Con Decreto del 1944 è stata conferita alla memoria del partigiano combattente Silvio Solimano (Berto) la Medaglia d'oro al valor militare con la seguente motivazione: «Già noto alle polizie nazifasciste per i suoi sentimenti contrari e ribelli all'oppressore, fu tra i primi animatori del movimento clandestino. Arrestato riusciva arditamente ad evadere e passava, sprezzante di ogni pericolo, alla lotta aperta delle formazioni partigiane. Sabotatore audace, combattente valoroso, compiva leggendarie gesta degne delle tradizioni della sua gente. Durante un rastrellamento effettuato da soverchianti forze nazi-fasciste che minacciavano di accerchiamento una divisione partigiana, alla testa di un gruppo di audaci si lanciava eroicamente contro il nemico, che sorpreso da tanto ardimento, si sbandava lasciando sul terreno morti e feriti ed abbondante materiale bellico. Nell'eroico gesto cadeva colpito in fronte facendo olocausto della sua giovane esistenza per la salvezza della grande unità partigiana. Fulgido esempio di strenuo valore, di altruismo e di completa dedizione alla causa.
- S. Margherita Ligure - Val d'Aveto, 8 settembre 1943 - 27 agosto 1944.»

I mortai. I mortai gridano gli alpini mentre fuggono o cercano riparo nelle cunette e sotto le volte di un ponticello che è a metà del gomito. L'intera compagnia si è sfasciata in cinque minuti e sta ripiegando in fuga disordinata. Il tenente tedesco è a terra morto. Berto e Tegola si lanciano sulla strada, s'impadroniscono di una «sega di Hitler»2 e battono il nemico che fugge per ogni dove.
Il nemico in fuga
Purtroppo Berto nel suo slancio generoso vien colpito da una raffica di mitra e muore fra le braccia dei compagni vittoriosi.
Si catturano 7 prigionieri, un apparecchio radiotrasmittente, mitragliatrici, fucili e munizioni in numero ingente e si lasciano sul terreno 35 uomini della compagnia nemica3.
Il nemico ripiega su Allegrezze e non proseguirà la sua avanzata sino a S. Stefano, estremo limite raggiunto, se non due giorni dopo.
Da questo combattimento nasce la nuova «Brigata Berto» della «III Divisione Cichero», che inizia nel nome di uno dei suoi uomini migliori la sua vita gloriosa nella gesta di Beppe, Salita, Cucciolo e tanti e tanti altri caduti e, in collaborazione con un battaglione americano porta a termine il suo compito catturando ad Uscio, al comando diretto di Bisagno, l'eroe leggendario del secondo Risorgimento italiano, seimila uomini, colà asserragliati in una ultima speranza di salvezza.

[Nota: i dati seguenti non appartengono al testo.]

use crate::error::{Error, Result};
use crate::hash::ObjectId;

/// a single tree record: octal mode, raw name, child object id
#[derive(Clone, Debug, PartialEq, Eq)]
pub struct TreeEntry {
    /// 5 or 6 ASCII octal digits, e.g. `100644` or `40000`
    pub mode: Vec<u8>,
    /// raw name bytes, free of NUL
    pub name: Vec<u8>,
    pub id: ObjectId,
}

impl TreeEntry {
    pub fn new(mode: impl Into<Vec<u8>>, name: impl Into<Vec<u8>>, id: ObjectId) -> Self {
        Self {
            mode: mode.into(),
            name: name.into(),
            id,
        }
    }

    pub fn mode_lossy(&self) -> String {
        String::from_utf8_lossy(&self.mode).into_owned()
    }

    pub fn name_lossy(&self) -> String {
        String::from_utf8_lossy(&self.name).into_owned()
    }
}

/// a directory snapshot: ordered records of `<mode> SP <name> NUL <20-byte id>`
#[derive(Clone, Debug, Default, PartialEq, Eq)]
pub struct Tree {
    entries: Vec<TreeEntry>,
}

impl Tree {
    pub fn new() -> Self {
        Self::default()
    }

    pub fn from_entries(entries: Vec<TreeEntry>) -> Self {
        Self { entries }
    }

    /// parse the binary payload of a tree object
    pub fn parse(raw: &[u8]) -> Result<Self> {
        let mut entries = Vec::new();
        let mut pos = 0;

        while pos < raw.len() {
            let sp = raw[pos..]
                .iter()
                .position(|&b| b == b' ')
                .map(|i| i + pos)
                .ok_or_else(|| Error::Malformed("tree record without mode".to_string()))?;
            let mode_len = sp - pos;
            if !(5..=6).contains(&mode_len) {
                return Err(Error::Malformed(format!(
                    "tree record mode is {} bytes, expected 5 or 6",
                    mode_len
                )));
            }

            let nul = raw[sp..]
                .iter()
                .position(|&b| b == 0)
                .map(|i| i + sp)
                .ok_or_else(|| Error::Malformed("tree record without name terminator".to_string()))?;
            if raw.len() < nul + 21 {
                return Err(Error::Malformed("truncated tree record".to_string()));
            }

            entries.push(TreeEntry {
                mode: raw[pos..sp].to_vec(),
                name: raw[sp + 1..nul].to_vec(),
                id: ObjectId::from_slice(&raw[nul + 1..nul + 21])?,
            });
            pos = nul + 21;
        }

        Ok(Self { entries })
    }

    /// re-emit records in stored order; no implicit sort
    pub fn serialize(&self) -> Vec<u8> {
        let mut out = Vec::new();
        for entry in &self.entries {
            out.extend_from_slice(&entry.mode);
            out.push(b' ');
            out.extend_from_slice(&entry.name);
            out.push(0);
            out.extend_from_slice(entry.id.as_bytes());
        }
        out
    }

    pub fn entries(&self) -> &[TreeEntry] {
        &self.entries
    }

    pub fn push(&mut self, entry: TreeEntry) {
        self.entries.push(entry);
    }

    pub fn is_empty(&self) -> bool {
        self.entries.is_empty()
    }
}
use std::fs;

use crate::error::{Error, Result};
use crate::hash::{self, ObjectId};
use crate::repo::Repository;

const SIGNATURE: &[u8; 4] = b"DIRC";
const VERSION: u32 = 2;
const HEADER_LEN: usize = 12;
const ENTRY_FIXED_LEN: usize = 62;
const CHECKSUM_LEN: usize = 20;

/// one staged file: the fixed 62-byte header fields plus its path
///
/// all integers are stored big-endian on disk. The high nibble of `mode`
/// selects the object type (0b1000 regular, 0b1010 symlink, 0b1110 gitlink),
/// the low nine bits hold the permissions.
#[derive(Clone, Debug, PartialEq, Eq)]
pub struct IndexEntry {
    pub ctime_s: u32,
    pub ctime_n: u32,
    pub mtime_s: u32,
    pub mtime_n: u32,
    pub dev: u32,
    pub ino: u32,
    pub mode: u32,
    pub uid: u32,
    pub gid: u32,
    pub size: u32,
    pub id: ObjectId,
    pub flags: u16,
    pub path: String,
}

impl IndexEntry {
    /// merge stage, from flag bits 12-13
    pub fn stage(&self) -> u16 {
        (self.flags >> 12) & 0x3
    }

    /// object type nibble of the mode
    pub fn mode_type(&self) -> u32 {
        (self.mode >> 12) & 0xF
    }

    /// permission bits (low nine) of the mode
    pub fn mode_perms(&self) -> u32 {
        self.mode & 0o777
    }
}

/// read the staging index; a missing file is an empty index
pub fn read_index(repo: &Repository) -> Result<Vec<IndexEntry>> {
    let path = repo.git_path("index");
    let data = match fs::read(&path) {
        Ok(data) => data,
        Err(e) if e.kind() == std::io::ErrorKind::NotFound => {
            log::debug!("no index file, treating as empty");
            return Ok(Vec::new());
        }
        Err(source) => return Err(Error::Io { path, source }),
    };

    if data.len() < HEADER_LEN + CHECKSUM_LEN {
        return Err(Error::Malformed("truncated index".to_string()));
    }

    let (body, trailer) = data.split_at(data.len() - CHECKSUM_LEN);
    if hash::digest(body).as_bytes() != trailer {
        return Err(Error::InvalidIndexChecksum);
    }

    if &body[0..4] != SIGNATURE {
        return Err(Error::InvalidIndexSignature([
            body[0], body[1], body[2], body[3],
        ]));
    }
    let version = be32(body, 4);
    if version != VERSION {
        return Err(Error::UnknownIndexVersion(version));
    }
    let count = be32(body, 8) as usize;

    let entry_data = &body[HEADER_LEN..];
    let mut entries = Vec::with_capacity(count);
    let mut i = 0;

    while i + ENTRY_FIXED_LEN <= entry_data.len() {
        let name_start = i + ENTRY_FIXED_LEN;
        let name_len = entry_data[name_start..]
            .iter()
            .position(|&b| b == 0)
            .ok_or_else(|| Error::Malformed("unterminated index path".to_string()))?;
        let path = String::from_utf8_lossy(&entry_data[name_start..name_start + name_len])
            .into_owned();

        entries.push(IndexEntry {
            ctime_s: be32(entry_data, i),
            ctime_n: be32(entry_data, i + 4),
            mtime_s: be32(entry_data, i + 8),
            mtime_n: be32(entry_data, i + 12),
            dev: be32(entry_data, i + 16),
            ino: be32(entry_data, i + 20),
            mode: be32(entry_data, i + 24),
            uid: be32(entry_data, i + 28),
            gid: be32(entry_data, i + 32),
            size: be32(entry_data, i + 36),
            id: ObjectId::from_slice(&entry_data[i + 40..i + 60])?,
            flags: u16::from_be_bytes([entry_data[i + 60], entry_data[i + 61]]),
            path,
        });

        i += padded_len(ENTRY_FIXED_LEN + name_len + 1);
    }

    if entries.len() != count {
        return Err(Error::Malformed(format!(
            "index header declares {} entries, parsed {}",
            count,
            entries.len()
        )));
    }
    Ok(entries)
}

/// rewrite the staging index: entries sorted by path, SHA-1 trailer appended
pub fn write_index(repo: &Repository, entries: &mut Vec<IndexEntry>) -> Result<()> {
    entries.sort_by(|a, b| a.path.cmp(&b.path));

    let mut data = Vec::new();
    data.extend_from_slice(SIGNATURE);
    data.extend_from_slice(&VERSION.to_be_bytes());
    data.extend_from_slice(&(entries.len() as u32).to_be_bytes());

    for entry in entries.iter() {
        for field in [
            entry.ctime_s,
            entry.ctime_n,
            entry.mtime_s,
            entry.mtime_n,
            entry.dev,
            entry.ino,
            entry.mode,
            entry.uid,
            entry.gid,
            entry.size,
        ] {
            data.extend_from_slice(&field.to_be_bytes());
        }
        data.extend_from_slice(entry.id.as_bytes());
        data.extend_from_slice(&entry.flags.to_be_bytes());
        data.extend_from_slice(entry.path.as_bytes());

        // NUL terminator plus padding to the next multiple of 8
        let used = ENTRY_FIXED_LEN + entry.path.len();
        data.resize(data.len() + padded_len(used + 1) - used, 0);
    }

    let digest = hash::digest(&data);
    data.extend_from_slice(digest.as_bytes());
    repo.write_gitfile("index", &data)
}

fn be32(data: &[u8], off: usize) -> u32 {
    u32::from_be_bytes([data[off], data[off + 1], data[off + 2], data[off + 3]])
}

fn padded_len(n: usize) -> usize {
    (n + 7) / 8 * 8
}

#[cfg(test)]
mod tests {
    use super::*;
    use tempfile::tempdir;

    fn test_repo() -> (tempfile::TempDir, Repository) {
        let dir = tempdir().unwrap();
        let repo = Repository::init(&dir.path().join("repo")).unwrap();
        (dir, repo)
    }

    fn sample_entry(path: &str) -> IndexEntry {
        IndexEntry {
            ctime_s: 1700000000,
            ctime_n: 123456789,
            mtime_s: 1700000001,
            mtime_n: 987654321,
            dev: 2050,
            ino: 131072,
            mode: 0o100644,
            uid: 1000,
            gid: 1000,
            size: 6,
            id: ObjectId::from_hex("ce013625030ba8dba906f756967f9e9ca394464a").unwrap(),
            flags: path.len() as u16,
            path: path.to_string(),
        }
    }

    #[test]
    fn test_missing_index_is_empty() {
        let (_dir, repo) = test_repo();
        assert!(read_index(&repo).unwrap().is_empty());
    }

    #[test]
    fn test_roundtrip_sorted_by_path() {
        let (_dir, repo) = test_repo();

        let mut entries = vec![
            sample_entry("zebra.txt"),
            sample_entry("alpha.txt"),
            sample_entry("middle.txt"),
        ];
        write_index(&repo, &mut entries).unwrap();

        let read_back = read_index(&repo).unwrap();
        let paths: Vec<_> = read_back.iter().map(|e| e.path.as_str()).collect();
        assert_eq!(paths, ["alpha.txt", "middle.txt", "zebra.txt"]);
        assert_eq!(read_back, entries);
    }

    #[test]
    fn test_all_fields_survive() {
        let (_dir, repo) = test_repo();

        let mut entries = vec![sample_entry("hello.txt")];
        write_index(&repo, &mut entries).unwrap();

        let read_back = read_index(&repo).unwrap();
        assert_eq!(read_back[0], entries[0]);
        assert_eq!(read_back[0].stage(), 0);
        assert_eq!(read_back[0].mode_type(), 0b1000);
        assert_eq!(read_back[0].mode_perms(), 0o644);
    }

    #[test]
    fn test_final_entry_at_exact_end() {
        let (_dir, repo) = test_repo();

        // 62 + 9 + 1 = 72, an exact multiple of 8: the entry ends flush
        // against the checksum trailer and must still be parsed
        let path = "painless9";
        assert_eq!((ENTRY_FIXED_LEN + path.len() + 1) % 8, 0);

        let mut entries = vec![sample_entry(path)];
        write_index(&repo, &mut entries).unwrap();

        let read_back = read_index(&repo).unwrap();
        assert_eq!(read_back.len(), 1);
        assert_eq!(read_back[0].path, path);
    }

    #[test]
    fn test_checksum_verified() {
        let (_dir, repo) = test_repo();

        let mut entries = vec![sample_entry("hello.txt")];
        write_index(&repo, &mut entries).unwrap();

        let path = repo.git_path("index");
        let mut data = fs::read(&path).unwrap();
        let len = data.len();
        data[len - 1] ^= 0xFF;
        fs::write(&path, data).unwrap();

        assert!(matches!(
            read_index(&repo),
            Err(Error::InvalidIndexChecksum)
        ));
    }

    #[test]
    fn test_bad_signature_rejected() {
        let (_dir, repo) = test_repo();

        let mut data = Vec::new();
        data.extend_from_slice(b"DIRX");
        data.extend_from_slice(&VERSION.to_be_bytes());
        data.extend_from_slice(&0u32.to_be_bytes());
        let digest = hash::digest(&data);
        data.extend_from_slice(digest.as_bytes());
        repo.write_gitfile("index", &data).unwrap();

        assert!(matches!(
            read_index(&repo),
            Err(Error::InvalidIndexSignature(_))
        ));
    }

    #[test]
    fn test_unknown_version_rejected() {
        let (_dir, repo) = test_repo();

        let mut data = Vec::new();
        data.extend_from_slice(SIGNATURE);
        data.extend_from_slice(&3u32.to_be_bytes());
        data.extend_from_slice(&0u32.to_be_bytes());
        let digest = hash::digest(&data);
        data.extend_from_slice(digest.as_bytes());
        repo.write_gitfile("index", &data).unwrap();

        assert!(matches!(
            read_index(&repo),
            Err(Error::UnknownIndexVersion(3))
        ));
    }

    #[test]
    fn test_count_mismatch_rejected() {
        let (_dir, repo) = test_repo();

        // header claims two entries but only one follows
        let mut data = Vec::new();
        data.extend_from_slice(SIGNATURE);
        data.extend_from_slice(&VERSION.to_be_bytes());
        data.extend_from_slice(&2u32.to_be_bytes());

        let entry = sample_entry("only.txt");
        for field in [
            entry.ctime_s, entry.ctime_n, entry.mtime_s, entry.mtime_n, entry.dev,
            entry.ino, entry.mode, entry.uid, entry.gid, entry.size,
        ] {
            data.extend_from_slice(&field.to_be_bytes());
        }
        data.extend_from_slice(entry.id.as_bytes());
        data.extend_from_slice(&entry.flags.to_be_bytes());
        data.extend_from_slice(entry.path.as_bytes());
        let used = ENTRY_FIXED_LEN + entry.path.len();
        data.resize(data.len() + padded_len(used + 1) - used, 0);

        let digest = hash::digest(&data);
        data.extend_from_slice(digest.as_bytes());
        repo.write_gitfile("index", &data).unwrap();

        assert!(matches!(read_index(&repo), Err(Error::Malformed(_))));
    }

    #[test]
    fn test_stage_bits_exposed() {
        let mut entry = sample_entry("conflicted.txt");
        entry.flags |= 2 << 12;
        assert_eq!(entry.stage(), 2);
    }
}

1 bomba a mano a frammentazione prodotta dalla Società Italiana Prodotti Esplodenti di Milano
2 fucile mitragliatore tedesco (MG42, Maschinengewehr 42), con una cadenza di fuoco così alta che l'orecchio non riusciva a distinguere i singoli colpi: da qui il soprannome.
3 Si tratta in realtà di cinque soldati morti e trentasette feriti. Come rappresaglia il maggiore Girolamo Candelo, comandante del contingente nazi-fascista, il 29 agosto diede alle fiamme il paese di Allegrezze risparmiando solo la chiesa, la canonica e la scuola.